**Records:**

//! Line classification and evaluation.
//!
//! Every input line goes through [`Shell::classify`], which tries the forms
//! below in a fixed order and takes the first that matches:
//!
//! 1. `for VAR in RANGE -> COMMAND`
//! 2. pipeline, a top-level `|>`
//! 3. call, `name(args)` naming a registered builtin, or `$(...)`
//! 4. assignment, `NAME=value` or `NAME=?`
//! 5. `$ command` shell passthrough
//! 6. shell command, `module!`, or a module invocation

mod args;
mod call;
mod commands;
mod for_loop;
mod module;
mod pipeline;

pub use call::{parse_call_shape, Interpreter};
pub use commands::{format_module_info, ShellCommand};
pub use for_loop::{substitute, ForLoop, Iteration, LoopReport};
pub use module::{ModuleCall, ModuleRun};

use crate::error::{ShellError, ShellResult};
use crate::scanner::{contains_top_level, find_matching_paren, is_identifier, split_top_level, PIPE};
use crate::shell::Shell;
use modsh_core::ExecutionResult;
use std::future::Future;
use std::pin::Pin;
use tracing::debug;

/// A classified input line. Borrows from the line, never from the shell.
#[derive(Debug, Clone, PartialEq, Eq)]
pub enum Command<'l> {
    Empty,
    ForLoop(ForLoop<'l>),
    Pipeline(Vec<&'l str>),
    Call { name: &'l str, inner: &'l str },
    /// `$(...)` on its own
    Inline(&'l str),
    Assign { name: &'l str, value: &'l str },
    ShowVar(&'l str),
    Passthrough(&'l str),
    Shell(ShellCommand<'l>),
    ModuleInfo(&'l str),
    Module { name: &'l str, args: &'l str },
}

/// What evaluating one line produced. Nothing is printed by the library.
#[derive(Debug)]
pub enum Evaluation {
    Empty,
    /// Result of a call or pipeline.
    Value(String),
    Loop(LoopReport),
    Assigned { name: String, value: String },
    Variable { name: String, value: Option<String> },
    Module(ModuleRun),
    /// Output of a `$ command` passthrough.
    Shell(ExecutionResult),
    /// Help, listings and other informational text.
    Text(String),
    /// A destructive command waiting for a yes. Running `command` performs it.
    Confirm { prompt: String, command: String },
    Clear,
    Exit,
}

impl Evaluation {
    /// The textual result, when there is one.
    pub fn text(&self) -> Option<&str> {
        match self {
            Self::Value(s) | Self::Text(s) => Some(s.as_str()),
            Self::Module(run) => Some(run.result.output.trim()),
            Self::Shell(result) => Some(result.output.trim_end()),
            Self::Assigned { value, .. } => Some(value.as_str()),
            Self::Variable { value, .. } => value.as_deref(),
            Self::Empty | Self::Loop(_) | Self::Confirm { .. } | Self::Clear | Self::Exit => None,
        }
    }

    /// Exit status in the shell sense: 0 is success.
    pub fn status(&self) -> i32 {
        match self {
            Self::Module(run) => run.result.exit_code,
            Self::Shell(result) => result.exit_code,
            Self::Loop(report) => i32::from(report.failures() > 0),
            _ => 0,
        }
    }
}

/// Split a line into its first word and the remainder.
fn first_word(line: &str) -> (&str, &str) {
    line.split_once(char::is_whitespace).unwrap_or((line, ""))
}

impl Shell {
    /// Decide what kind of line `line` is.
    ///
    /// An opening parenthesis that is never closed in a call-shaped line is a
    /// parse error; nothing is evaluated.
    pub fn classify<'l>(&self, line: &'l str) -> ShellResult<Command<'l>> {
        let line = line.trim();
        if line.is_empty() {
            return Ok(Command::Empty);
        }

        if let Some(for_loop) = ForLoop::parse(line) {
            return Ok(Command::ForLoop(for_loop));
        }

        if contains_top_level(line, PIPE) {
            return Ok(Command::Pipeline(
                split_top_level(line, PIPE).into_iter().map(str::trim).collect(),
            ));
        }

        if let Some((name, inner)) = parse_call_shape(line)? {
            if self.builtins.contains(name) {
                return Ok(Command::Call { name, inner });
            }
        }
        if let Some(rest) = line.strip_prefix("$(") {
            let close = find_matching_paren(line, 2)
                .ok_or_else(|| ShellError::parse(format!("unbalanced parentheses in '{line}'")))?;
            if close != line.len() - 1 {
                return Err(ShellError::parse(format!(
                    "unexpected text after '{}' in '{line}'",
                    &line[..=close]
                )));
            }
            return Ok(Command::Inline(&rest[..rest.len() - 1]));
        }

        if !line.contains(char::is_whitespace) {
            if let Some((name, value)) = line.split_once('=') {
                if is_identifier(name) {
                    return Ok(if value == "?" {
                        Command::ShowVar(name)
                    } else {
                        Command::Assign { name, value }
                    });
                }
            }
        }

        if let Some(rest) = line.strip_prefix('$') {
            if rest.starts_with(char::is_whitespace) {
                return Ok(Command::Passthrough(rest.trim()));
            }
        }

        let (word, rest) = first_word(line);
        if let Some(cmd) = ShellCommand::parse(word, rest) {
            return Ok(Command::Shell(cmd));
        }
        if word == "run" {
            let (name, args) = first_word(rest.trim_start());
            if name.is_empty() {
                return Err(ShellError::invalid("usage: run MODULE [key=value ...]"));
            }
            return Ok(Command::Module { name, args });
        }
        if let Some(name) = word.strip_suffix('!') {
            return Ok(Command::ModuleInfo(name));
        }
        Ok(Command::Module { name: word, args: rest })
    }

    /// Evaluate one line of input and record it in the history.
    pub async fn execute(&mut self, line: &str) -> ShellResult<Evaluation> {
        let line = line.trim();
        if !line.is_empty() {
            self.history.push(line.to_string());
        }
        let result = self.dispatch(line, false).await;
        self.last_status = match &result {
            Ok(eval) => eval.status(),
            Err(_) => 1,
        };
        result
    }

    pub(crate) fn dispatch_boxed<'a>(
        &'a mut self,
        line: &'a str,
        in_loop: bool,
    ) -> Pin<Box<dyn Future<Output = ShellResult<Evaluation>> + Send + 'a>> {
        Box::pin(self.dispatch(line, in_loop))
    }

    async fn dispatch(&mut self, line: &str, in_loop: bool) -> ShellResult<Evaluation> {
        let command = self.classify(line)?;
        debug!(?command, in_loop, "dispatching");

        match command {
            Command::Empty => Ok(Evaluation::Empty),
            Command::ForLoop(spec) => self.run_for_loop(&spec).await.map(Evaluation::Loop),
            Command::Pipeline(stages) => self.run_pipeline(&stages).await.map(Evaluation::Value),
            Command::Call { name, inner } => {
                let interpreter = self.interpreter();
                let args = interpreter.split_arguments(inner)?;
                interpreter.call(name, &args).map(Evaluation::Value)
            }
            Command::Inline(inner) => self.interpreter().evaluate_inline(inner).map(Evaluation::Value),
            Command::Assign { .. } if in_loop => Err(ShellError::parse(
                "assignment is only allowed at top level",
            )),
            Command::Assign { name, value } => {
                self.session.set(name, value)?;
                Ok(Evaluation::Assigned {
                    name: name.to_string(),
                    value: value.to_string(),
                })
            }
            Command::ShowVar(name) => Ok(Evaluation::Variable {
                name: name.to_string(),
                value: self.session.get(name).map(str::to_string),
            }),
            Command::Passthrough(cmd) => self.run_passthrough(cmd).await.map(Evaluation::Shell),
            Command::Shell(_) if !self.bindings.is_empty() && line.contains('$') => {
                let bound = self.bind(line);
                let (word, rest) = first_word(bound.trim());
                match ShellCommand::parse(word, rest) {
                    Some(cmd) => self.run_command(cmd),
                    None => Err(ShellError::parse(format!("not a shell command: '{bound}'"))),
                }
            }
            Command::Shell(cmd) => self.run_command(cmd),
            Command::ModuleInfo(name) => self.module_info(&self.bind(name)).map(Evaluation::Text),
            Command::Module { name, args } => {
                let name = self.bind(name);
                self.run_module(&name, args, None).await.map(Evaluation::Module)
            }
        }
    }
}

**Exercise instructions:** Work out how many lines in the material above include the word "None", and write down that number alone.

**Exercise solution:** 3